■ Task brief ■
The string "description" appears in some lines of the entries that follow; copy each such line.

■ Record extracts ■
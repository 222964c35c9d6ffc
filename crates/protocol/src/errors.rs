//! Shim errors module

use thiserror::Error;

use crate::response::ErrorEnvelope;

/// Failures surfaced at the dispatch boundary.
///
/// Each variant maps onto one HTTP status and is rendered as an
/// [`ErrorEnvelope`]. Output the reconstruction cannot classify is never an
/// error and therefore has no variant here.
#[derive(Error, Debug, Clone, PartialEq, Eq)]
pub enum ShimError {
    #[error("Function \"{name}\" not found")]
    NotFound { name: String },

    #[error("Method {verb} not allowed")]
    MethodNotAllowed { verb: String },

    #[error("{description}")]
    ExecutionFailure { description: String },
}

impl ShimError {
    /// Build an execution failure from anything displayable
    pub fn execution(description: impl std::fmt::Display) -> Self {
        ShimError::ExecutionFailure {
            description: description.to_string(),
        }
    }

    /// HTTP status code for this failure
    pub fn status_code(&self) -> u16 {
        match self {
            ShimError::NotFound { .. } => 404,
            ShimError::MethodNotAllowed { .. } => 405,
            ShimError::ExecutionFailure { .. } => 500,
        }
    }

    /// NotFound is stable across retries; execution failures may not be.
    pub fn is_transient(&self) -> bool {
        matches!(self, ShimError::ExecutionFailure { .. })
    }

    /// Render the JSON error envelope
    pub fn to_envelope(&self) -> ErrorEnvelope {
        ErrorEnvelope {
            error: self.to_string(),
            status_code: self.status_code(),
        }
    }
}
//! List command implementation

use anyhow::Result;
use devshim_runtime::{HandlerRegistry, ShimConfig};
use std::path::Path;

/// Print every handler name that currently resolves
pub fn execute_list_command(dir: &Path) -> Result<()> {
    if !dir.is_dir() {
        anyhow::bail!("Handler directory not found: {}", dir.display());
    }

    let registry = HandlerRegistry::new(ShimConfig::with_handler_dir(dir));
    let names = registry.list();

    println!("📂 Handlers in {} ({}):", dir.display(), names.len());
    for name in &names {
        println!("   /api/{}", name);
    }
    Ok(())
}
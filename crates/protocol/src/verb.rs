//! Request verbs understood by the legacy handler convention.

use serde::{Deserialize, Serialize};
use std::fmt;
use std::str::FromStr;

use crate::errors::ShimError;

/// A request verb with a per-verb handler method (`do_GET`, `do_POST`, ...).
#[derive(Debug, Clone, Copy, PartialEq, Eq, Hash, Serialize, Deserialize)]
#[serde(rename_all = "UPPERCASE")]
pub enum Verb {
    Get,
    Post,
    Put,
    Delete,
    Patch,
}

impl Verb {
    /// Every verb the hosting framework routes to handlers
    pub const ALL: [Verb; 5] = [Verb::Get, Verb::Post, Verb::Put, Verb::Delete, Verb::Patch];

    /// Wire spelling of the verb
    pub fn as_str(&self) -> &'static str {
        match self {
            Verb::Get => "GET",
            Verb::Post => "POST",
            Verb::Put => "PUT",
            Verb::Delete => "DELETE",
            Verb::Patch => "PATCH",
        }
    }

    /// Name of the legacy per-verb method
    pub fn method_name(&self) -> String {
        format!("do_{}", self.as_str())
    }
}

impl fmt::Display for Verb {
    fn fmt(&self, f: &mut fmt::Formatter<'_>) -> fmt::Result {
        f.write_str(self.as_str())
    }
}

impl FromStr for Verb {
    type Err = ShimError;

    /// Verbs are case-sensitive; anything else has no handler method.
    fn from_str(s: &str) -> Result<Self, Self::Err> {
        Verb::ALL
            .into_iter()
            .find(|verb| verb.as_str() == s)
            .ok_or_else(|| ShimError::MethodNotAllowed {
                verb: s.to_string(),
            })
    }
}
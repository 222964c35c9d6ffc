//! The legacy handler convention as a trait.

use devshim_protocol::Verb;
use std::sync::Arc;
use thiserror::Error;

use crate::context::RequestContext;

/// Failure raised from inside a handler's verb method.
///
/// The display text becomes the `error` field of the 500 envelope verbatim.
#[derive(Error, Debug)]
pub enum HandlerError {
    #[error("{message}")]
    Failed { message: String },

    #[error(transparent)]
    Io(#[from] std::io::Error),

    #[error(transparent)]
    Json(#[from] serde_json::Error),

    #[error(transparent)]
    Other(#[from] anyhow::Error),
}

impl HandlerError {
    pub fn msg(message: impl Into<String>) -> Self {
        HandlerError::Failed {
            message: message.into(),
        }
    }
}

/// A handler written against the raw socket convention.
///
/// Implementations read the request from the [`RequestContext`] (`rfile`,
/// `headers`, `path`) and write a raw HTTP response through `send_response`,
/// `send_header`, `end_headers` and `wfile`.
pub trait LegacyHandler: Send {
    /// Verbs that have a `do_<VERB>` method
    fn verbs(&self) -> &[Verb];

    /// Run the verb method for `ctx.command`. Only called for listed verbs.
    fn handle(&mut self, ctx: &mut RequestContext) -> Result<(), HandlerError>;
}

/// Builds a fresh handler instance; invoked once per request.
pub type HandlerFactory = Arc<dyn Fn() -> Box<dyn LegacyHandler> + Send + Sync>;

■ Output below ■
    #[error("{description}")]
    ExecutionFailure { description: String },
    pub fn execution(description: impl std::fmt::Display) -> Self {
            description: description.to_string(),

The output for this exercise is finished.